Las obras que censuró Cervantes sin nombrar sus autores, casi todos coetáneos suyos, son muchísimas. Me contentaré con apuntar algunos ejemplos.

Hablando de la traducción que hizo de Ludovico Ariosto, don Gerónimo de Urrea, la cual salió a luz en León de Francia, impresa en 4º por Guillermo Roville, año 1556 dice en nombre del cura:

Le perdonáramos al señor capitán, que no le hubiera traído a España, y hecho castellano, que le quitó mucho de su natural valor. Y lo mismo harán todos aquellos que los libros de verso quisieren volver en otra lengua, que por mucho cuidado que pongan y habilidad que muestren, jamás llegarán al punto que ellos tienen en su primer nacimiento [134].

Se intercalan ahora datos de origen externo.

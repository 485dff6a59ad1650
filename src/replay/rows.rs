//! Scraper CSV rows to ingestion payloads

use crate::config::parse_flag;
use crate::report::CsvTable;
use crate::types::{parse_runs_display, BallPayload, Card, DEFAULT_STATUS};
use crate::utils::now_rfc3339;

/// Column positions in a scraper CSV
#[derive(Debug, Clone, Copy)]
pub struct ReplayColumns {
    timestamp: Option<usize>,
    match_id: Option<usize>,
    round_id: Option<usize>,
    ball_number: Option<usize>,
    runs: Option<usize>,
    card: Option<usize>,
    is_four: Option<usize>,
    is_six: Option<usize>,
    is_wicket: Option<usize>,
    is_dot: Option<usize>,
    match_status: Option<usize>,
}

impl ReplayColumns {
    pub fn resolve(table: &CsvTable) -> Self {
        Self {
            timestamp: table.column("Timestamp"),
            match_id: table.column("Match_ID"),
            round_id: table.column("Round_ID"),
            ball_number: table.column("Ball_Number"),
            runs: table.column("Runs"),
            card: table.column("Card"),
            is_four: table.column("Is_Four"),
            is_six: table.column("Is_Six"),
            is_wicket: table.column("Is_Wicket"),
            is_dot: table.column("Is_Dot"),
            match_status: table.column("Match_Status"),
        }
    }
}

fn non_empty(value: &str) -> Option<&str> {
    let trimmed = value.trim();
    (!trimmed.is_empty() && !trimmed.eq_ignore_ascii_case("nan")).then_some(trimmed)
}

/// Build the payload for one row, or say why the row cannot be sent.
pub fn payload_from_row(
    table: &CsvTable,
    cols: &ReplayColumns,
    row: usize,
) -> Result<BallPayload, String> {
    let cell = |col: Option<usize>| non_empty(table.cell(row, col));

    let match_id = cell(cols.match_id)
        .or_else(|| cell(cols.round_id))
        .ok_or("no Match_ID or Round_ID")?
        .to_string();

    let ball_number = cell(cols.ball_number)
        .and_then(|raw| raw.parse::<f64>().ok())
        .filter(|n| n.is_finite())
        .map(|n| n.trunc() as i64)
        .ok_or("missing Ball_Number")?;

    let runs = cell(cols.runs)
        .and_then(parse_runs_display)
        .or_else(|| cell(cols.card).and_then(Card::parse).map(Card::runs))
        .ok_or("no usable Runs or Card")?;

    let flag = |col: Option<usize>| cell(col).and_then(parse_flag).unwrap_or(false);

    Ok(BallPayload {
        match_id,
        timestamp: cell(cols.timestamp)
            .map(str::to_string)
            .unwrap_or_else(now_rfc3339),
        ball_number,
        runs,
        is_four: flag(cols.is_four),
        is_six: flag(cols.is_six),
        is_wicket: flag(cols.is_wicket),
        is_dot: flag(cols.is_dot),
        match_status: Some(cell(cols.match_status).unwrap_or(DEFAULT_STATUS).to_string()),
    })
}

De donde puede inferirse cuanto más insípidas serán las dos traducciones que hicieron en prosa y publicaron dos toledanos, el uno Fernando de Alcocer, año 1510, el otro Diego Vázquez de Contreras, año 1585. Entrambos tan malos como fieles intérpretes de la letra de Ariosto. Más adelante, hablando el cura de las tres Dianas, es, a saber, de la de Jorge de Montemayor, que tiene primera y segunda parte, publicada en Madrid por Luis Sánchez, año 1545 en 12 de la de Alfonso Pérez, doctor en Medicina, conocido por el nombre de Salmantino, la cual salió a luz en Alcalá año 1564 en 8, y de la de Gaspar Gil Polo, impresa en Valencia año 1564 hablando, digo, el cura de las tres Dianas, dice así:

—Y pues comenzamos por la Diana de Montemayor, soy de parecer que no se queme, sino que se le quite todo aquello que trata de la sabia Felicia y del agua encantada y casi todos versos mayores y quédele en hora buena la prosa y la honra de ser primero en semejantes libros. Esta que se sigue, dijo el barbero, es La Diana, llamada Segunda del Salmantino, y este otro que tiene el mismo nombre, cuyo autor es Gil Polo.

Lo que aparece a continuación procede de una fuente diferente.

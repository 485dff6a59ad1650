//! Match endpoints

use std::sync::Arc;

use axum::{
    extract::{Path, State},
    response::IntoResponse,
    Json,
};
use serde::Serialize;

use super::{blocking, ApiError};
use crate::api::state::AppState;
use crate::types::{MatchPatterns, MatchPhase, StoredBall};

/// Response for GET /api/match/:match_id/live
#[derive(Debug, Serialize)]
pub struct LiveResponse {
    pub balls: Vec<StoredBall>,
    /// `None` until the match's first ball
    pub phase: Option<MatchPhase>,
}

/// GET /api/match/:match_id/live - Most recently inserted balls, newest first
pub async fn live_balls(
    State(state): State<Arc<AppState>>,
    Path(match_id): Path<String>,
) -> Result<impl IntoResponse, ApiError> {
    let store = state.store.clone();
    let limit = state.live_limit;
    let (balls, phase) = blocking(move || {
        let balls = store.recent_balls(&match_id, limit)?;
        Ok((balls, store.match_phase(&match_id)?))
    })
    .await?;
    Ok(Json(LiveResponse { balls, phase }))
}

/// GET /api/match/:match_id/patterns - Every occurrence recorded for the match
pub async fn match_patterns(
    State(state): State<Arc<AppState>>,
    Path(match_id): Path<String>,
) -> Result<Json<MatchPatterns>, ApiError> {
    let store = state.store.clone();
    let patterns = blocking(move || store.patterns_for_match(&match_id)).await?;
    Ok(Json(patterns))
}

—Pues la del salmantino, respondió el cura, acompañe y acreciente el número de los condenados al corral, y la de Gil Polo se guarde como si fuera del mismo Apolo.

Poco más adelante prosiguió el barbero, diciendo:

—Estos que se siguen, son El pastor de Iberia, ninfas de Henares y desengaños de celos.

—Pues no hay más que hacer, dijo el cura, sino entregarlos al brazo seglar del ama y no se me pregunte el por qué, que sería nunca acabar.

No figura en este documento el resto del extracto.